» EXERCISE INSTRUCTIONS
Every line below that holds the string "impl" should be copied.

****************************************

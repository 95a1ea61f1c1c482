//! Pre-mapping optimizer
//!
//! Gantree: L3_Mapping → PreMappingOptimizer
//!
//! Tries a handful of node orderings, relabels the graph for each and keeps
//! the one whose fast schedule uses the fewest rounds. Identity wins ties,
//! and graphs above the edge cap skip the search altogether.

use crate::mapping::NodeMapping;
use serde::{Deserialize, Serialize};
use std::collections::VecDeque;
use std::fmt;
use substrate_core::mapping::{DEFAULT_MAX_CANDIDATES, DEFAULT_MAX_EDGES};
use substrate_core::{NodeId, ResourceGraph, SubstrateError, SubstrateResult};
use substrate_schedule::{EdgeOrder, FastStrategy};

/// Candidate node ordering
/// Gantree: MappingCandidate // 매핑 후보
#[derive(Debug, Clone, Copy, PartialEq, Eq, Hash, Default, Serialize, Deserialize)]
#[serde(rename_all = "snake_case")]
pub enum MappingCandidate {
    /// Keep original ids
    #[default]
    Identity,
    /// Highest-degree nodes get the smallest ids
    DegreeDescending,
    /// Breadth-first from each component's hub, busier neighbors first
    BreadthFirst,
}

impl MappingCandidate {
    /// Candidates in evaluation order
    pub const ALL: [MappingCandidate; 3] = [
        MappingCandidate::Identity,
        MappingCandidate::DegreeDescending,
        MappingCandidate::BreadthFirst,
    ];

    /// Short name
    pub fn name(&self) -> &'static str {
        match self {
            MappingCandidate::Identity => "identity",
            MappingCandidate::DegreeDescending => "degree_descending",
            MappingCandidate::BreadthFirst => "breadth_first",
        }
    }

    /// Build the mapping this candidate proposes for `graph`
    pub fn mapping(&self, graph: &ResourceGraph) -> SubstrateResult<NodeMapping> {
        match self {
            MappingCandidate::Identity => Ok(NodeMapping::identity(graph)),
            MappingCandidate::DegreeDescending => NodeMapping::from_order(graph, &degree_order(graph)),
            MappingCandidate::BreadthFirst => NodeMapping::from_order(graph, &breadth_first_order(graph)),
        }
    }
}

impl fmt::Display for MappingCandidate {
    fn fmt(&self, f: &mut fmt::Formatter<'_>) -> fmt::Result {
        f.write_str(self.name())
    }
}

/// Dense indices sorted by degree, highest first; ties keep node order
fn indices_by_degree(graph: &ResourceGraph) -> Vec<usize> {
    let mut order: Vec<usize> = (0..graph.num_nodes()).collect();
    order.sort_by_key(|&i| std::cmp::Reverse(graph.degree_at(i)));
    order
}

/// Node ids, highest degree first
fn degree_order(graph: &ResourceGraph) -> Vec<NodeId> {
    indices_by_degree(graph)
        .into_iter()
        .map(|i| graph.id_at(i))
        .collect()
}

/// Node ids in breadth-first order (Cuthill–McKee style)
/// Gantree: breadth_first_order(graph) -> Vec<NodeId> // 너비 우선 순서
fn breadth_first_order(graph: &ResourceGraph) -> Vec<NodeId> {
    let n = graph.num_nodes();
    let mut visited = vec![false; n];
    let mut order = Vec::with_capacity(n);
    let mut queue = VecDeque::new();

    for start in indices_by_degree(graph) {
        if visited[start] {
            continue;
        }
        visited[start] = true;
        queue.push_back(start);

        while let Some(i) = queue.pop_front() {
            order.push(graph.id_at(i));

            let mut next: Vec<usize> = graph
                .neighbor_indices(i)
                .iter()
                .copied()
                .filter(|&j| !visited[j])
                .collect();
            next.sort_by_key(|&j| (std::cmp::Reverse(graph.degree_at(j)), j));
            next.dedup();

            for j in next {
                visited[j] = true;
                queue.push_back(j);
            }
        }
    }

    order
}

/// Pre-mapping effort budget
/// Gantree: MappingConfig // 매핑 설정
#[derive(Debug, Clone, PartialEq, Eq, Serialize, Deserialize)]
pub struct MappingConfig {
    /// Candidates evaluated per call, identity included
    pub max_candidates: usize,

    /// Graphs with more edges only get the identity mapping
    pub max_edges: usize,
}

impl Default for MappingConfig {
    fn default() -> Self {
        Self {
            max_candidates: DEFAULT_MAX_CANDIDATES,
            max_edges: DEFAULT_MAX_EDGES,
        }
    }
}

impl MappingConfig {
    /// Builder: candidate limit
    pub fn with_max_candidates(mut self, max_candidates: usize) -> Self {
        self.max_candidates = max_candidates;
        self
    }

    /// Builder: edge cap
    pub fn with_max_edges(mut self, max_edges: usize) -> Self {
        self.max_edges = max_edges;
        self
    }

    /// Validate settings
    pub fn validate(&self) -> SubstrateResult<()> {
        if self.max_candidates == 0 {
            return Err(SubstrateError::InvalidConfig(
                "mapping.max_candidates must be at least 1".into(),
            ));
        }
        Ok(())
    }
}

/// Outcome of the pre-mapping stage
/// Gantree: MappingResult // 매핑 결과
#[derive(Debug, Clone)]
pub struct MappingResult {
    /// Relabeled graph
    pub graph: ResourceGraph,

    /// Table for translating results back
    pub mapping: NodeMapping,

    /// Winning candidate
    pub candidate: MappingCandidate,

    /// Fast-strategy rounds under identity (None when not evaluated)
    pub baseline_rounds: Option<usize>,

    /// Fast-strategy rounds under the winning candidate
    pub mapped_rounds: Option<usize>,

    /// Candidates evaluated
    pub evaluations: usize,
}

impl MappingResult {
    /// True when a non-identity candidate won
    pub fn improved(&self) -> bool {
        self.candidate != MappingCandidate::Identity
    }

    /// Rounds saved over identity
    pub fn rounds_saved(&self) -> usize {
        match (self.baseline_rounds, self.mapped_rounds) {
            (Some(before), Some(after)) => before.saturating_sub(after),
            _ => 0,
        }
    }
}

/// Chooses a node relabeling before scheduling
/// Gantree: PreMappingOptimizer // 사전 매핑 최적화
#[derive(Debug, Clone, Default)]
pub struct PreMappingOptimizer {
    config: MappingConfig,
}

impl PreMappingOptimizer {
    /// Create with configuration
    pub fn new(config: MappingConfig) -> Self {
        Self { config }
    }

    /// Current configuration
    pub fn config(&self) -> &MappingConfig {
        &self.config
    }

    /// Pick the best relabeling of `graph` for a greedy pass in `order`
    /// Gantree: optimize(graph,order) -> Result<MappingResult> // 최적 매핑 탐색
    ///
    /// Never fails on a valid graph: an exhausted budget yields identity.
    pub fn optimize(&self, graph: &ResourceGraph, order: EdgeOrder) -> SubstrateResult<MappingResult> {
        self.config.validate()?;

        let identity = NodeMapping::identity(graph);

        // Gantree: edge_cap() // 크기 제한
        if graph.num_edges() > self.config.max_edges {
            log::debug!(
                "pre-mapping: {} edges above cap {}, keeping identity",
                graph.num_edges(),
                self.config.max_edges
            );
            return Ok(MappingResult {
                graph: identity.apply(graph)?,
                mapping: identity,
                candidate: MappingCandidate::Identity,
                baseline_rounds: None,
                mapped_rounds: None,
                evaluations: 0,
            });
        }

        // Gantree: evaluate_identity() // 기준선
        let mut best_graph = identity.apply(graph)?;
        let baseline = FastStrategy::schedule(&best_graph, order)?.num_rounds();
        let mut best = (MappingCandidate::Identity, identity, baseline);
        let mut evaluations = 1;

        // Gantree: evaluate_candidates() // 후보 평가
        for candidate in MappingCandidate::ALL
            .into_iter()
            .skip(1)
            .take(self.config.max_candidates.saturating_sub(1))
        {
            let mapping = candidate.mapping(graph)?;
            let mapped = mapping.apply(graph)?;
            let rounds = FastStrategy::schedule(&mapped, order)?.num_rounds();
            evaluations += 1;

            log::debug!("pre-mapping: {} -> {} rounds", candidate, rounds);

            if rounds < best.2 {
                best = (candidate, mapping, rounds);
                best_graph = mapped;
            }
        }

        let (candidate, mapping, rounds) = best;
        log::debug!(
            "pre-mapping: chose {} ({} -> {} rounds, {} evaluations)",
            candidate,
            baseline,
            rounds,
            evaluations
        );

        Ok(MappingResult {
            graph: best_graph,
            mapping,
            candidate,
            baseline_rounds: Some(baseline),
            mapped_rounds: Some(rounds),
            evaluations,
        })
    }
}

// ============================================================================
// Tests
// ============================================================================

#[cfg(test)]
mod tests {
    use super::*;

    fn star(n: usize) -> ResourceGraph {
        ResourceGraph::new((0..n).collect(), (1..n).map(|i| (0, i)).collect()).unwrap()
    }

    #[test]
    fn test_degree_order() {
        // node 3 is the hub
        let g = ResourceGraph::new((0..5).collect(), vec![(3, 0), (3, 1), (3, 2), (0, 4)]).unwrap();
        assert_eq!(degree_order(&g), vec![3, 0, 1, 2, 4]);
    }

    #[test]
    fn test_breadth_first_covers_components() {
        let g = ResourceGraph::new((0..6).collect(), vec![(0, 1), (1, 2), (4, 5)]).unwrap();
        let order = breadth_first_order(&g);

        assert_eq!(order.len(), 6);
        assert_eq!(&order[..3], &[1, 0, 2]);
        let mut sorted = order.clone();
        sorted.sort_unstable();
        assert_eq!(sorted, vec![0, 1, 2, 3, 4, 5]);
    }

    #[test]
    fn test_star_keeps_identity() {
        // every ordering needs 9 rounds, identity wins the tie
        let g = star(10);
        let result = PreMappingOptimizer::default().optimize(&g, EdgeOrder::Insertion).unwrap();

        assert_eq!(result.candidate, MappingCandidate::Identity);
        assert!(result.mapping.is_identity());
        assert!(!result.improved());
        assert_eq!(result.evaluations, 3);
        assert_eq!(result.mapped_rounds, Some(9));
    }

    #[test]
    fn test_edge_cap_skips_search() {
        let optimizer = PreMappingOptimizer::new(MappingConfig::default().with_max_edges(2));
        let result = optimizer.optimize(&star(6), EdgeOrder::Insertion).unwrap();

        assert_eq!(result.evaluations, 0);
        assert!(result.mapping.is_identity());
        assert_eq!(result.baseline_rounds, None);
        assert_eq!(result.rounds_saved(), 0);
    }

    #[test]
    fn test_candidate_limit() {
        let optimizer = PreMappingOptimizer::new(MappingConfig::default().with_max_candidates(1));
        let result = optimizer.optimize(&star(6), EdgeOrder::Insertion).unwrap();
        assert_eq!(result.evaluations, 1);

        let bad = PreMappingOptimizer::new(MappingConfig::default().with_max_candidates(0));
        assert!(bad.optimize(&star(6), EdgeOrder::Insertion).is_err());
    }

    #[test]
    fn test_result_preserves_edge_set() {
        let g = ResourceGraph::new(
            (0..7).collect(),
            vec![(0, 1), (1, 2), (2, 3), (3, 4), (4, 5), (5, 6), (6, 0), (0, 3)],
        )
        .unwrap();
        let result = PreMappingOptimizer::default().optimize(&g, EdgeOrder::Insertion).unwrap();

        assert_eq!(result.graph.num_edges(), g.num_edges());
        for edge in g.edges() {
            let mapped = result.mapping.map_edge(edge).unwrap();
            assert!(result.graph.has_edge(mapped.u(), mapped.v()));
        }
        assert!(result.mapped_rounds <= result.baseline_rounds);
    }

    #[test]
    fn test_empty_graph() {
        let result = PreMappingOptimizer::default()
            .optimize(&ResourceGraph::empty(), EdgeOrder::Insertion)
            .unwrap();
        assert!(result.mapping.is_empty());
        assert_eq!(result.mapped_rounds, Some(0));
    }
}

****************************************

» EXERCISE OUTPUT
impl MappingCandidate {
impl fmt::Display for MappingCandidate {
impl Default for MappingConfig {
impl MappingConfig {
impl MappingResult {
impl PreMappingOptimizer {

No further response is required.